Second, in the case of a cluster, the amount of memory available normally increases in a linear
fashion with the inclusion of additional nodes. As such, larger and larger models can be
computed as the number of units grows. This is referred to as the scaled speedup. Applying such
an approach makes it possible to, in some sense, “cheat” the limitations posed by Amdahl’s law,
which considers a fixed-size problem. Doubling the amount of computational power and
memory allows for a task that is twice as large as the base task to be computed within the same
stretch of time.
VIRTUALIZATION
Virtualization refers to the creation of a virtual resource such as a server, desktop, operating
system, file, storage or network.
The main goal of virtualization is to manage workloads by radically transforming traditional
computing to make it more scalable. Virtualization has been a part of the IT landscape for
decades now, and today it can be applied to a wide range of system layers, including operating
system-level virtualization, hardware-level virtualization and server virtualization.
Virtualization is a large umbrella of technologies and concepts that are meant to provide an abstract
environment — whether virtual hardware or an operating system — to run applications. The term
virtualization is often synonymous with hardware virtualization, which plays a fundamental role in
efficiently delivering Infrastructure-as-a-Service (IaaS) solutions for cloud computing. In fact,
virtualization technologies have along trail in the history of computer science and have been available in
many flavors by providing virtual environments at the operating system level, the programming
language level, and the application level. Moreover, virtualization technologies provide a virtual
environment for not only executing applications but also for storage, memory, and networking.
Since its inception, virtualization has been sporadically explored and adopted, but in the last few years
there has been a consistent and growing trend to leverage this technology. Virtualization technologies
have gained renewed interested recently due to the confluence of several phenomena:
• Increased performance and computing capacity
• Underutilized hardware and software resources
• Lack of space
• Greening initiatives
• Rise of administrative costs
Virtualization is a broad concept that refers to the creation of a virtual version of something, whether
hardware, a software environment, storage, or a network.

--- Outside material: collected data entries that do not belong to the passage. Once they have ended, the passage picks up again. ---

//! # Restore Domain Model
//!
//! Value types shared by the scanner, the staging resolver, the reconciler and
//! the folder synchronizer.
//!
//! A [`WorkflowFile`] is one workflow definition read from the backup tree.
//! Its directory position becomes a [`FolderPath`]: an optional project segment
//! followed by folder segments, each carrying a display name and a slug.

use serde::{Deserialize, Serialize};
use std::path::PathBuf;
use uuid::Uuid;

use crate::{RestoreError, Result};

/// Length of a workflow id issued by the remote instance
pub const WORKFLOW_ID_LEN: usize = 16;

// ============================================================================
// ID Types
// ============================================================================

/// Unique identifier for one restore run
#[derive(Debug, Clone, Copy, PartialEq, Eq, Hash, Serialize, Deserialize)]
pub struct RestoreRunId(Uuid);

impl RestoreRunId {
    /// Create a new random run ID
    pub fn new() -> Self {
        Self(Uuid::new_v4())
    }

    /// Parse a run ID from a string
    ///
    /// # Errors
    ///
    /// Returns an error if the string is not a valid UUID
    pub fn from_string(s: &str) -> Result<Self> {
        Uuid::parse_str(s)
            .map(Self)
            .map_err(|e| RestoreError::InvalidIdFormat(e.to_string()))
    }

    pub fn as_str(&self) -> String {
        self.0.to_string()
    }
}

impl Default for RestoreRunId {
    fn default() -> Self {
        Self::new()
    }
}

impl std::fmt::Display for RestoreRunId {
    fn fmt(&self, f: &mut std::fmt::Formatter<'_>) -> std::fmt::Result {
        write!(f, "{}", self.0)
    }
}

impl From<Uuid> for RestoreRunId {
    fn from(uuid: Uuid) -> Self {
        Self(uuid)
    }
}

/// Whether `id` has the shape of an instance-issued workflow id
pub fn is_valid_workflow_id(id: &str) -> bool {
    id.len() == WORKFLOW_ID_LEN && id.bytes().all(|b| b.is_ascii_alphanumeric())
}

/// Lowercase, hyphen-separated form of a name.
///
/// Runs of non-alphanumeric characters collapse to a single `-`. A name with no
/// alphanumeric characters falls back to its trimmed lowercase form.
pub fn slugify(name: &str) -> String {
    let mut slug = String::with_capacity(name.len());
    let mut pending_dash = false;

    for ch in name.chars() {
        if ch.is_alphanumeric() {
            if pending_dash && !slug.is_empty() {
                slug.push('-');
            }
            pending_dash = false;
            slug.extend(ch.to_lowercase());
        } else {
            pending_dash = true;
        }
    }

    if slug.is_empty() {
        name.trim().to_lowercase()
    } else {
        slug
    }
}

// ============================================================================
// Folder Paths
// ============================================================================

/// One directory level of a target location
#[derive(Debug, Clone, PartialEq, Eq, Serialize, Deserialize)]
#[serde(rename_all = "camelCase")]
pub struct FolderSegment {
    pub slug: String,
    pub display_name: String,
}

impl FolderSegment {
    pub fn new(display_name: impl Into<String>) -> Self {
        let display_name = display_name.into();
        Self {
            slug: slugify(&display_name),
            display_name,
        }
    }
}

/// Target location of a workflow: project plus folder chain
#[derive(Debug, Clone, Default, PartialEq, Eq, Serialize, Deserialize)]
#[serde(rename_all = "camelCase")]
pub struct FolderPath {
    /// `None` places the workflow in the default project
    #[serde(default)]
    pub project_slug: Option<String>,

    #[serde(default)]
    pub project_display_name: Option<String>,

    #[serde(default)]
    pub segments: Vec<FolderSegment>,
}

impl FolderPath {
    /// Build a path in the default project from display names
    pub fn from_names<'a>(names: impl IntoIterator<Item = &'a str>) -> Self {
        Self {
            project_slug: None,
            project_display_name: None,
            segments: names.into_iter().map(FolderSegment::new).collect(),
        }
    }

    pub fn with_project(mut self, display_name: impl Into<String>) -> Self {
        let display_name = display_name.into();
        self.project_slug = Some(slugify(&display_name));
        self.project_display_name = Some(display_name);
        self
    }

    /// Project root, no folders
    pub fn is_root(&self) -> bool {
        self.segments.is_empty()
    }

    /// Slash-joined display names, empty at the project root
    pub fn display_path(&self) -> String {
        self.segments
            .iter()
            .map(|s| s.display_name.as_str())
            .collect::<Vec<_>>()
            .join("/")
    }

    /// Slash-joined lowercase slugs, empty at the project root
    pub fn slug_path(&self) -> String {
        self.segments
            .iter()
            .map(|s| s.slug.to_lowercase())
            .collect::<Vec<_>>()
            .join("/")
    }
}

// ============================================================================
// Workflow Files
// ============================================================================

/// A workflow definition found in the local backup tree
#[derive(Debug, Clone, PartialEq)]
pub struct WorkflowFile {
    /// Id declared in the file, if any
    pub declared_id: Option<String>,
    /// Declared name, or the file stem when the file has none
    pub name: String,
    /// Parsed JSON object
    pub content: serde_json::Value,
    /// Path relative to the scan root, with any configured prefix removed
    pub relative_path: PathBuf,
    /// Target location derived from `relative_path`
    pub folder: FolderPath,
    /// `meta.instanceId` of the export
    pub meta_instance_id: Option<String>,
}

impl WorkflowFile {
    /// `relative_path` with forward slashes on every platform
    pub fn storage_path(&self) -> String {
        self.relative_path
            .components()
            .map(|c| c.as_os_str().to_string_lossy().into_owned())
            .collect::<Vec<_>>()
            .join("/")
    }
}

#[cfg(test)]
mod tests {
    use super::*;

    #[test]
    fn test_workflow_id_shape() {
        assert!(is_valid_workflow_id("aB3dE5gH7jK9mN1p"));
        assert!(!is_valid_workflow_id("aB3dE5gH7jK9mN1"));
        assert!(!is_valid_workflow_id("aB3dE5gH7jK9mN1-"));
        assert!(!is_valid_workflow_id("42"));
        assert!(!is_valid_workflow_id(""));
    }

    #[test]
    fn test_slugify() {
        assert_eq!(slugify("Lead Gen"), "lead-gen");
        assert_eq!(slugify("  Sales & Marketing  "), "sales-marketing");
        assert_eq!(slugify("Q3--Reports_2024"), "q3-reports-2024");
        assert_eq!(slugify("Ünïcode Folder"), "ünïcode-folder");
        assert_eq!(slugify("!!!"), "!!!");
    }

    #[test]
    fn test_folder_path_rendering() {
        let path = FolderPath::from_names(["Sales", "Lead Gen"]).with_project("Team A");

        assert_eq!(path.display_path(), "Sales/Lead Gen");
        assert_eq!(path.slug_path(), "sales/lead-gen");
        assert_eq!(path.project_slug.as_deref(), Some("team-a"));
        assert!(!path.is_root());
        assert!(FolderPath::default().is_root());
    }

    #[test]
    fn test_folder_path_serializes_camel_case() {
        let path = FolderPath::from_names(["Ops"]);
        let json = serde_json::to_value(&path).unwrap();

        assert_eq!(json["segments"][0]["displayName"], "Ops");
        assert_eq!(json["segments"][0]["slug"], "ops");
        assert!(json["projectSlug"].is_null());
    }

    #[test]
    fn test_run_id_parse() {
        let id = RestoreRunId::new();
        let parsed = RestoreRunId::from_string(&id.as_str()).unwrap();
        assert_eq!(id, parsed);
        assert!(RestoreRunId::from_string("not-a-uuid").is_err());
    }
}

In a virtualized environment there are three
major components: guest, host, and virtualization layer. The guest represents the system component
that interacts with the virtualization layer rather than with the host, as would normally happen. The host
represents the original environment where the guest is supposed to be managed. The virtualization
layer is responsible for recreating the same or a different environment where the guest will operate.
Such a general abstraction finds different applications and then implementations of the virtualization
technology. Virtualization commonly implemented with hypervisor technology, which is a software or
firmware elements that can virtualizes system resources.
The Use of Computers
Virtualization
Basic techniques used in virtualization
Emulation: It is a virtualization technique which converts the behavior of the computer
hardware to a software program and lies in the operating system layer which lies on the
hardware. Emulation provides enormous flexibility to guest operating system but the speed of
translation process is low compared to hypervisor and requires a high configuration of hardware
resources to run the software.
Virtual Machine Monitor or Hypervisor: A software layer that can monitor and virtualize the
resources of a host machine conferring to the user requirements. It is an intermediate layer
between operating system and hardware. Basically, hypervisor is classified as native and hosted.
The native based hypervisor runs directly on the hardware whereas host based hypervisor runs on
the host operating system. The software layer creates virtual resources such as CPU, memory,
storage and drivers.
Hypervisor Types
Type 1 (bare metal) hypervisors.
Type 1, or bare metal, hypervisors run on the server hardware. They get more control over the
host hardware, thus providing better performance and security. And guest virtual machines run
on top of the hypervisor layer. There are a couple of hypervisors available on the market that
belong to this hypervisor family, for example, Microsoft Hyper-V, VMware vSphere ESXi
Server, and Citrix XenServer.
Type 2 (hosted) hypervisors
These second type of hypervisors run on top of the operating system as an application installed
on the server. And that's why they are often referred to as hosted hypervisors. In type 2
hypervisor environments, the guest virtual machines run on top of the hypervisor layer.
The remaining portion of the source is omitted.